WORK INSTRUCTIONS -> From the listing below, count the lines where the string "description" occurs. Give the number, with no other words.
(Beginning of THE DATA)
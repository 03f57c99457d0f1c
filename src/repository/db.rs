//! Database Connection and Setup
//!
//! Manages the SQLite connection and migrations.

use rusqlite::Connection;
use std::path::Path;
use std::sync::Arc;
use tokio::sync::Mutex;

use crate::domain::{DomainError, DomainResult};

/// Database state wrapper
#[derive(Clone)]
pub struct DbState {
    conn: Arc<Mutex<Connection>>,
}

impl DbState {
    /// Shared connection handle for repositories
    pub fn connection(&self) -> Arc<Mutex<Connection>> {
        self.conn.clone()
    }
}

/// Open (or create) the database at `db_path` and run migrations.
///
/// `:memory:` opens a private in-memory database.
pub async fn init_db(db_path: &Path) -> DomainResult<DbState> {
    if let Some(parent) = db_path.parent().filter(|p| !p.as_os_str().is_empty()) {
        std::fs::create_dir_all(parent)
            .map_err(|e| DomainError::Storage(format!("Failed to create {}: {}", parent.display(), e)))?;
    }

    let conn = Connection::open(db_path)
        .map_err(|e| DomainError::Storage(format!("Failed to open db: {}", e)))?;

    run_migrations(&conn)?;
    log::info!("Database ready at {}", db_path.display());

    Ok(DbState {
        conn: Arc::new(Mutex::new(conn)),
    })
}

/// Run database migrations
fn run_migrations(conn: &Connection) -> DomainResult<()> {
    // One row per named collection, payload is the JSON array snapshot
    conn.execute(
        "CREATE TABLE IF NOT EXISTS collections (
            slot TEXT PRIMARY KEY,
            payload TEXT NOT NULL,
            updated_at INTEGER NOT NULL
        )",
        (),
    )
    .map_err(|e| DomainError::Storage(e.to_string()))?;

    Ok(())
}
(End of THE DATA)
(Beginning of THE DATA)
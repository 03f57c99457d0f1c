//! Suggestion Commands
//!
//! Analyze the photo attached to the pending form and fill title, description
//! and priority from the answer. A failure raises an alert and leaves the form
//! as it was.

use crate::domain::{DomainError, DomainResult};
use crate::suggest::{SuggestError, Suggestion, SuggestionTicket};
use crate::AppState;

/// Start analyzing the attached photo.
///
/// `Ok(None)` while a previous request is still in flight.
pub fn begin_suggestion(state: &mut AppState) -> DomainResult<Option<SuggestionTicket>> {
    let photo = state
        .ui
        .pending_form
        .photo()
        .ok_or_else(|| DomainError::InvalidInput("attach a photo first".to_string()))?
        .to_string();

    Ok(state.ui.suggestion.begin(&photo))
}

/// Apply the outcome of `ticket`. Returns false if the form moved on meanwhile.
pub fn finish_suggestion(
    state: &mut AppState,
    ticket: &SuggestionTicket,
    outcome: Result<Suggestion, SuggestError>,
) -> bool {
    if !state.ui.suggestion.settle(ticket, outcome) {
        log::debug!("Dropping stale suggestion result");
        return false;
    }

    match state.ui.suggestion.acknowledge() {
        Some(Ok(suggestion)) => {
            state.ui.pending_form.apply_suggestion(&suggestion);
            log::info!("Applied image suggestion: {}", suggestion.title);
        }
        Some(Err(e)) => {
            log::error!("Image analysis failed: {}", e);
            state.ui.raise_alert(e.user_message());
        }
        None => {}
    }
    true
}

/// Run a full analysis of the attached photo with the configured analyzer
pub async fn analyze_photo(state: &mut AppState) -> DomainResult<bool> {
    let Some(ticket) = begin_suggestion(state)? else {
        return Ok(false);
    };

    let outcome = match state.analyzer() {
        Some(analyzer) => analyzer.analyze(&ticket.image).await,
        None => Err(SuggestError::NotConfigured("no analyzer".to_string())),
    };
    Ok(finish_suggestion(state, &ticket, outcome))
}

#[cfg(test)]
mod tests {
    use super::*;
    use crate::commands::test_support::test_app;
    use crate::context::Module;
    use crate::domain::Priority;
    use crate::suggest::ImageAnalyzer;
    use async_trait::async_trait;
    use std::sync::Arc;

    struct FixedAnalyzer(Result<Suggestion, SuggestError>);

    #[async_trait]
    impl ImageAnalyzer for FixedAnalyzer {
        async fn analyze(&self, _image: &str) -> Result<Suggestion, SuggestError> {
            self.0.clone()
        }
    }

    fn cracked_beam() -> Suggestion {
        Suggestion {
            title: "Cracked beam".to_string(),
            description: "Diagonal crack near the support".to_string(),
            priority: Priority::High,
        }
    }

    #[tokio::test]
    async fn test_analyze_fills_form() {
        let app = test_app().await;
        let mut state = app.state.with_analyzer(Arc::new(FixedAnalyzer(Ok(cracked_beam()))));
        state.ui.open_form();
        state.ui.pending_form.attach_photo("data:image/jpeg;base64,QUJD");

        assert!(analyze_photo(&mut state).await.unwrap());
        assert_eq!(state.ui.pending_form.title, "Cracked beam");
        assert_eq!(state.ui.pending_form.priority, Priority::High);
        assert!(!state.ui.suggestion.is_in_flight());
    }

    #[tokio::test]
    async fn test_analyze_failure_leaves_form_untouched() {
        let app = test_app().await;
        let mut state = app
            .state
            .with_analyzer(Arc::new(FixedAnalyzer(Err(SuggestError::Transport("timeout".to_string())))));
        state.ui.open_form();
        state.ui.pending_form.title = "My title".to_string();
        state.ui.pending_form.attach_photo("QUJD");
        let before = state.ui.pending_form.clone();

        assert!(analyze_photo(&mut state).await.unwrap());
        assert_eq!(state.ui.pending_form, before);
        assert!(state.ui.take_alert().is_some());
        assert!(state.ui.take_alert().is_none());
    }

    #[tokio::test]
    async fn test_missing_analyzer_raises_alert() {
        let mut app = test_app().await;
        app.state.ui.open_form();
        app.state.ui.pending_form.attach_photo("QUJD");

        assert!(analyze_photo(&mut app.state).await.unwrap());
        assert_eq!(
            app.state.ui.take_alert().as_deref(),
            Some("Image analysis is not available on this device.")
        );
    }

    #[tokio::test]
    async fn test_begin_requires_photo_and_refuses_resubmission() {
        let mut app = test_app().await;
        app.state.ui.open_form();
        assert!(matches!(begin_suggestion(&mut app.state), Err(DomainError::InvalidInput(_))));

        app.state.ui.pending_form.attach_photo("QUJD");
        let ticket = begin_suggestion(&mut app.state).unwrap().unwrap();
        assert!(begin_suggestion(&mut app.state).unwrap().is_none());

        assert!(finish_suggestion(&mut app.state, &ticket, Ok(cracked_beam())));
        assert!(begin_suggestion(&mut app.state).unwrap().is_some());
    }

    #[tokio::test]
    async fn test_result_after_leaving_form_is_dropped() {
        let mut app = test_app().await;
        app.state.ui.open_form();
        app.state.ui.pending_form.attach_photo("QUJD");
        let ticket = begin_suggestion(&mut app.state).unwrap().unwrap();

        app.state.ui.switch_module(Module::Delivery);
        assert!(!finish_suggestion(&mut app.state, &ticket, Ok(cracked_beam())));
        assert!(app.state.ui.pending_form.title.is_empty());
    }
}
(End of THE DATA)
EXERCISE OUTPUT -> 2